An Introduction to Pheromones
You may have heard of the silk moth that can detect a female's presence from miles away. This is possible because the moth, like most animals, has the ability to detect pheromones, which are chemicals produced by other animals.
Technically speaking, a pheromone is an odorous chemical produced by an animal that affects the behavior of another animal. Some of the many behaviors affected by animal pheromones include, attracting or finding a mate, reproduction cycles, marking territory, warning of danger, and showing the way to food.

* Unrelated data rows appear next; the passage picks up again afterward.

//! Deployment profiles.
//!
//! A profile bundles what differs between clusters: the stage order and whether a password must
//! come from the environment.

use tracing::debug;

use crate::auth::{Authenticated, CredentialBundle, Negotiator, StageOrder};
use crate::error::{NegotiateError, SecretError};
use crate::secret::{PasswordEnv, SecretSource};
use crate::transport::AuthTransport;

#[derive(Debug, Clone, PartialEq, Eq)]
pub struct Profile {
    pub name: String,
    pub order: StageOrder,
    /// Set when the cluster insists on a password.
    pub password_env: Option<PasswordEnv>,
}

impl Profile {
    /// ARCHER2 asks for the password before it looks at keys.
    pub fn archer2() -> Self {
        Self {
            name: "archer2".to_string(),
            order: StageOrder::password_first(),
            password_env: Some(PasswordEnv::new("ARCHER2", "ARCHER2_PASS")),
        }
    }

    pub fn standard() -> Self {
        Self {
            name: "standard".to_string(),
            order: StageOrder::key_first(),
            password_env: None,
        }
    }

    pub fn with_order(mut self, order: StageOrder) -> Self {
        self.order = order;
        self
    }

    /// Fills in the required password. An explicitly given password wins.
    pub fn prepare(
        &self,
        mut bundle: CredentialBundle,
        secrets: &dyn SecretSource,
    ) -> Result<CredentialBundle, SecretError> {
        if let (Some(env), None) = (&self.password_env, &bundle.password) {
            bundle.password = Some(env.resolve(&bundle.username, secrets)?);
        }
        Ok(bundle)
    }

    pub fn negotiator(&self) -> Negotiator {
        Negotiator::new(self.order.clone())
    }

    /// Resolves the password, then negotiates. A missing password fails before the transport is
    /// touched.
    pub async fn authenticate<T>(
        &self,
        negotiator: &Negotiator,
        bundle: CredentialBundle,
        secrets: &dyn SecretSource,
        transport: &mut T,
    ) -> Result<Authenticated, NegotiateError>
    where
        T: AuthTransport + ?Sized,
    {
        let bundle = self.prepare(bundle, secrets)?;
        debug!(profile = %self.name, ?bundle, "Starting authentication");
        Ok(negotiator.authenticate(&bundle, transport).await?)
    }
}

#[cfg(test)]
mod tests {
    use std::collections::HashMap;

    use super::*;

    #[test]
    fn test_archer2_requires_password() {
        let secrets: HashMap<String, String> = HashMap::new();
        let err = Profile::archer2()
            .prepare(CredentialBundle::new("alice"), &secrets)
            .unwrap_err();
        assert!(err.to_string().contains("ARCHER2_PASS_ALICE"));
    }

    #[test]
    fn test_archer2_reads_password() {
        let mut secrets = HashMap::new();
        secrets.insert("ARCHER2_PASS_ALICE".to_string(), "hunter2".to_string());
        let bundle = Profile::archer2()
            .prepare(CredentialBundle::new("alice"), &secrets)
            .unwrap();
        assert_eq!(bundle.password.as_deref(), Some("hunter2"));
    }

    #[test]
    fn test_explicit_password_wins() {
        let mut secrets = HashMap::new();
        secrets.insert("ARCHER2_PASS".to_string(), "shared".to_string());
        let bundle = Profile::archer2()
            .prepare(CredentialBundle::new("alice").password("given"), &secrets)
            .unwrap();
        assert_eq!(bundle.password.as_deref(), Some("given"));
    }

    #[test]
    fn test_standard_reads_nothing() {
        let source = |_: &str| -> Option<String> { panic!("standard profile read a secret") };
        let bundle = Profile::standard()
            .prepare(CredentialBundle::new("alice"), &source)
            .unwrap();
        assert!(bundle.password.is_none());
        assert_eq!(Profile::standard().order, StageOrder::key_first());
    }
}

Because pheromones can be influential on other living being they are probably one of the most ancient forms of communication.
Not unlike the hormones we produce in our own body that act as chemical messengers from one cell to another, pheromones work outside the body to send messages to other animals. From microorganisms to insects to mammals, almost all animals seem to have the ability to produce and detect these chemical messengers. In mammals, detection of pheromones is the job of the vomeronasal organ, which is two small tubes behind the nostril.
Most, but not all, pheromones are species-specific, meaning that you don't detect horse pheromones and they don't react to human pheromones. Though we detect pheromones through the olfactory organs, we do not "smell" them because in humans at least, most pheromones are odorless.
Though not proven highly effective at alluring the opposite sex as some products claim, experiments have shown that pheromones do affect human behavior as well. There is evidence that females may synchronize their menstrual cycles based on the presence of pheromones in other females' sweat. It has also been shown that female humans react to the continual presence of a male by an increase in fertile cycles, higher levels of estrogen and delayed menopause. This suggests that women react to male pheromones.